* [How to complete this task]
State how many lines in the records below contain the word "ConnectionFailed". Nothing else is needed.

Segment Open

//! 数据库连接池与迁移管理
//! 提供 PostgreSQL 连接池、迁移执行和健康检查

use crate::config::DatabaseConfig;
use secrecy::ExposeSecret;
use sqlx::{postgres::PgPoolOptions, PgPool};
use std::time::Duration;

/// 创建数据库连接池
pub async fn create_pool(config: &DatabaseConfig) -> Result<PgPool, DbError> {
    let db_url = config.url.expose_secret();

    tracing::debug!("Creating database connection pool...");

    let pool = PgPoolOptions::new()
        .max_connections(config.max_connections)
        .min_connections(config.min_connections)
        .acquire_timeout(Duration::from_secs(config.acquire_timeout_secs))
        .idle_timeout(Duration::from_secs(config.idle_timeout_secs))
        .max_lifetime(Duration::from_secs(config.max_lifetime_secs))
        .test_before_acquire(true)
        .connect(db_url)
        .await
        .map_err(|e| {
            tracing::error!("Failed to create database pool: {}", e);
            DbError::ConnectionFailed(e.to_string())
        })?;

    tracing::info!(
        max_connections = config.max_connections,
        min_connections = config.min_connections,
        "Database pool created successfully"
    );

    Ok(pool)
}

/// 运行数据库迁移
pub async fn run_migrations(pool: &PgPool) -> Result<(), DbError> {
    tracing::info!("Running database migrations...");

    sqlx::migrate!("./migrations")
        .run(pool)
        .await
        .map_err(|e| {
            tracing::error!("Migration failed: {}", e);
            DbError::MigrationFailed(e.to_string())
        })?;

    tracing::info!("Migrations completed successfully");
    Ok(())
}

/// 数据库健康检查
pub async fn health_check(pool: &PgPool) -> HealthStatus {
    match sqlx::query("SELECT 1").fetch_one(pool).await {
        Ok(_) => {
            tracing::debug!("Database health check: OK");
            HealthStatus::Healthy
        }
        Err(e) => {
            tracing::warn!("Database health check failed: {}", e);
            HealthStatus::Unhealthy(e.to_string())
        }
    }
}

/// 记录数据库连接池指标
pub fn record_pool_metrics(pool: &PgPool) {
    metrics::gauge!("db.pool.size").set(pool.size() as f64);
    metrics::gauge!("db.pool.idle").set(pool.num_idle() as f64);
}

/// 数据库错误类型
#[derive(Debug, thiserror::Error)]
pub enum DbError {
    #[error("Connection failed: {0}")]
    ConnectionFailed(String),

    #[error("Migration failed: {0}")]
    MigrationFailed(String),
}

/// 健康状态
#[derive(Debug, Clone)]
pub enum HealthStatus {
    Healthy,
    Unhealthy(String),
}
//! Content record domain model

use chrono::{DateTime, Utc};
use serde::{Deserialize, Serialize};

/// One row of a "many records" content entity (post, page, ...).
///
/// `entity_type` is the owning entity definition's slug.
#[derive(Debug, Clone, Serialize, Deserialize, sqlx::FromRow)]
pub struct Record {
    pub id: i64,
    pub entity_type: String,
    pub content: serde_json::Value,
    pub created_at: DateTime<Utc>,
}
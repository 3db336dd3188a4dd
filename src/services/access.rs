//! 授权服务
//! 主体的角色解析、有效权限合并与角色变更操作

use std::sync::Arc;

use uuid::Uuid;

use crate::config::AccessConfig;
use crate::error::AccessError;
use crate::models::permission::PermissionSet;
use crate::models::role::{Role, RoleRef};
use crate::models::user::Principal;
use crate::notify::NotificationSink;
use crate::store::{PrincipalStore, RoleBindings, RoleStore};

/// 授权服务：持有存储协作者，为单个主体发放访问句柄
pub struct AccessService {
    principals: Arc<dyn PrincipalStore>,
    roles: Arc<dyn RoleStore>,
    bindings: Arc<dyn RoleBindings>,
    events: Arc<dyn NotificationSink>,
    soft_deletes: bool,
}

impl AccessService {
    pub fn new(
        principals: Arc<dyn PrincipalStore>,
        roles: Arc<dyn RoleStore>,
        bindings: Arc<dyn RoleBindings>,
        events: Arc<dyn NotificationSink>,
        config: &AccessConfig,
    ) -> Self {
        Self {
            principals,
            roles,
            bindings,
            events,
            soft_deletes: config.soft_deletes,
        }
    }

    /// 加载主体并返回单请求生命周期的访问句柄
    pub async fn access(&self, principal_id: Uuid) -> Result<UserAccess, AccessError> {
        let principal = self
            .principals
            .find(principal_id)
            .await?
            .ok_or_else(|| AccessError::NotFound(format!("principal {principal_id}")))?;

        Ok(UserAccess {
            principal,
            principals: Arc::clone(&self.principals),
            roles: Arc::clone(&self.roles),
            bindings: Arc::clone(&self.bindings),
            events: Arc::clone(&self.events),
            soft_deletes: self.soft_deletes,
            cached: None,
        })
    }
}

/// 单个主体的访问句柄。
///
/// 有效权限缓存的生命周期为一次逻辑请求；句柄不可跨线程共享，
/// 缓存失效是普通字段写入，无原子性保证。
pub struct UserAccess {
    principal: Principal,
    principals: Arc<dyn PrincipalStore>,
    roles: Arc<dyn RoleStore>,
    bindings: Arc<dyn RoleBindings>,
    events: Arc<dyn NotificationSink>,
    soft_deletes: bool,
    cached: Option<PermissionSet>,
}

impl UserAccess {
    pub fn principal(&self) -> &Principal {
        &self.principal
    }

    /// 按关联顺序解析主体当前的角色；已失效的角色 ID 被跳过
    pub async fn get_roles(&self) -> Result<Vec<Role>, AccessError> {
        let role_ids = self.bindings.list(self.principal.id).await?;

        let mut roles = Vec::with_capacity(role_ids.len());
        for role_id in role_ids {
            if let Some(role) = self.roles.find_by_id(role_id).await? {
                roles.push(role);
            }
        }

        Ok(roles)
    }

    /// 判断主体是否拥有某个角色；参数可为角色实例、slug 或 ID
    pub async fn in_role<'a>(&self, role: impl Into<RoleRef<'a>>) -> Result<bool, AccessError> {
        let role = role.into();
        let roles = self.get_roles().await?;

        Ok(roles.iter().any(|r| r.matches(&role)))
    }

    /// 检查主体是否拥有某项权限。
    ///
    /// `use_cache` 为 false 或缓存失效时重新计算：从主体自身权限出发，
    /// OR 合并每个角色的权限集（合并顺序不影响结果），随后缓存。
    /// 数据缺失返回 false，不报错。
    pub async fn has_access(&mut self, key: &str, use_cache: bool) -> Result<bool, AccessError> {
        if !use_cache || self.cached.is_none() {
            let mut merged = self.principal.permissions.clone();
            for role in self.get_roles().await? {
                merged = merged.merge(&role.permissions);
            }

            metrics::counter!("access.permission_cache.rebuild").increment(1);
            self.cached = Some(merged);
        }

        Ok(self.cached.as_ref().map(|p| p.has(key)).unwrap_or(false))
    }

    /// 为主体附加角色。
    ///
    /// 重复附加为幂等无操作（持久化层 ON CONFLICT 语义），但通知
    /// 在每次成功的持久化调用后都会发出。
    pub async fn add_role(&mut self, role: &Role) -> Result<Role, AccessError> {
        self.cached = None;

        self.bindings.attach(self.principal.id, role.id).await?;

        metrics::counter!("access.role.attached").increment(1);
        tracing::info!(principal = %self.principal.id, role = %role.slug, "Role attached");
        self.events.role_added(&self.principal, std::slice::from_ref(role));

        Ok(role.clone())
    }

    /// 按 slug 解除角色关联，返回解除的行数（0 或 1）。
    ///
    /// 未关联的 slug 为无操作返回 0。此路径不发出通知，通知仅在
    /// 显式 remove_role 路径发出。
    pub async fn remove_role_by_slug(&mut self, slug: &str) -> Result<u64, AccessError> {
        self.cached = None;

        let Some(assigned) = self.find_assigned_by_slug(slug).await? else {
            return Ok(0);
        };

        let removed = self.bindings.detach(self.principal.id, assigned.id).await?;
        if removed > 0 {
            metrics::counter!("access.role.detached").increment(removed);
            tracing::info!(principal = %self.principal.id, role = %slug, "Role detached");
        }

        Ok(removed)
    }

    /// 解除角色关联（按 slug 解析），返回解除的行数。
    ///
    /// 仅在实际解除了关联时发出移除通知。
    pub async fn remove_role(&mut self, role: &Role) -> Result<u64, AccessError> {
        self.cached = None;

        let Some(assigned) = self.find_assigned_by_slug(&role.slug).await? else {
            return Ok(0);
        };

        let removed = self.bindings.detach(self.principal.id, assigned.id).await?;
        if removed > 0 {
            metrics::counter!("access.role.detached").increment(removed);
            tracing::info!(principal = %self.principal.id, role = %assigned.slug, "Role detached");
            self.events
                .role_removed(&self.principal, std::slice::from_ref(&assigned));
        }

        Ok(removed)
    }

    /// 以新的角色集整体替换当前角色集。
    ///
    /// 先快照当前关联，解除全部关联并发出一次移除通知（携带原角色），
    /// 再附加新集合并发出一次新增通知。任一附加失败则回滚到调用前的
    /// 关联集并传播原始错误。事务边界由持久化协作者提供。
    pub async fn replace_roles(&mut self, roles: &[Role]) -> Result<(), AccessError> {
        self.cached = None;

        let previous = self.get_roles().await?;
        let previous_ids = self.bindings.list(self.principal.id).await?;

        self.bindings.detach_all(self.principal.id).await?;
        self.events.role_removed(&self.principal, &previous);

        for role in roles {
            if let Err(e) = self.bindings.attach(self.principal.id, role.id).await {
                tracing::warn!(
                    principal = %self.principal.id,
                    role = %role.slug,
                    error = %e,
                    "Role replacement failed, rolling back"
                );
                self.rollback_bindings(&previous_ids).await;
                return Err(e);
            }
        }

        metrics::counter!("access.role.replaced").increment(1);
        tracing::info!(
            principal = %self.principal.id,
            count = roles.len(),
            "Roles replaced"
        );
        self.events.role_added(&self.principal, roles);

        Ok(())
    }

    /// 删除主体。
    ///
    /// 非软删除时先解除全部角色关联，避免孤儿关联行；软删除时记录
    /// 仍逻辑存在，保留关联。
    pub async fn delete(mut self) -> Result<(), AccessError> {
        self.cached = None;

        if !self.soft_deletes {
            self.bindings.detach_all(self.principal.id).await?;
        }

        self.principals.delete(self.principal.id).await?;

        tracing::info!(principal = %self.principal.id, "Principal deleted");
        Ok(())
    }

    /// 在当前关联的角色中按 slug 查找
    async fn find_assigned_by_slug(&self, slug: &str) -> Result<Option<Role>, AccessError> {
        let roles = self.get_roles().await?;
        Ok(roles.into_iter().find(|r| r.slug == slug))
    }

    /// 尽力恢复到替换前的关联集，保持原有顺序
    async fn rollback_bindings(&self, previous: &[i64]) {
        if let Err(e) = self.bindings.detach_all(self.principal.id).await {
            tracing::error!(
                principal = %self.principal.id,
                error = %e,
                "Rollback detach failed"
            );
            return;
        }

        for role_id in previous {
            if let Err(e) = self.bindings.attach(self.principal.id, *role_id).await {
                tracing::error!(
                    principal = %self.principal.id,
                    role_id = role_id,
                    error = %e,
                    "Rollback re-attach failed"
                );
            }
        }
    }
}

Segment Closed
Segment Open

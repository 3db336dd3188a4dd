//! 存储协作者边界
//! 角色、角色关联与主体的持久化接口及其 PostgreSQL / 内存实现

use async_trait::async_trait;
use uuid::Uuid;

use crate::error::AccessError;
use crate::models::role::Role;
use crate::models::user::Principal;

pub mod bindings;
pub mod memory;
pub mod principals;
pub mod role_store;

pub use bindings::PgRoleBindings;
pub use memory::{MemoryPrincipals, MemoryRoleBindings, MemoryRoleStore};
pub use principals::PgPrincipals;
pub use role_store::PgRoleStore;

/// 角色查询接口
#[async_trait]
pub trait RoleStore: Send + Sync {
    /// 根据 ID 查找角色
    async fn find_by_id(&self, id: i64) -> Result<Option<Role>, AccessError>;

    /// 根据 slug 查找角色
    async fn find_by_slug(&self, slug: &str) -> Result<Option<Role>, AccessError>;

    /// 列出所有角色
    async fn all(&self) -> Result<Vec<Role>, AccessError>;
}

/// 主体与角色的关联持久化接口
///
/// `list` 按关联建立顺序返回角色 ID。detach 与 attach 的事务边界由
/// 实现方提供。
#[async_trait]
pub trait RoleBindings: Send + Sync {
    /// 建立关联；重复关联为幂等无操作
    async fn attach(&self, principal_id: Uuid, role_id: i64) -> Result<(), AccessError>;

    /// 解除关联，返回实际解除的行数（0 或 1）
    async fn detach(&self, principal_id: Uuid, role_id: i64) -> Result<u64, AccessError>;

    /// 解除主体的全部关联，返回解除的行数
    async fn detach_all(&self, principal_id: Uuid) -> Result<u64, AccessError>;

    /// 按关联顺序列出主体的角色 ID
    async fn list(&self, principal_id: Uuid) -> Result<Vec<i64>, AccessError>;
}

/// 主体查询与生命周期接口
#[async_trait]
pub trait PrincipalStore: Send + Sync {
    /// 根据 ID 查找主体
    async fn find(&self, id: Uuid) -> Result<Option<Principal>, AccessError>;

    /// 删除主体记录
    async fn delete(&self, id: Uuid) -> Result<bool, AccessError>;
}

Segment Closed

* [Task solution]
2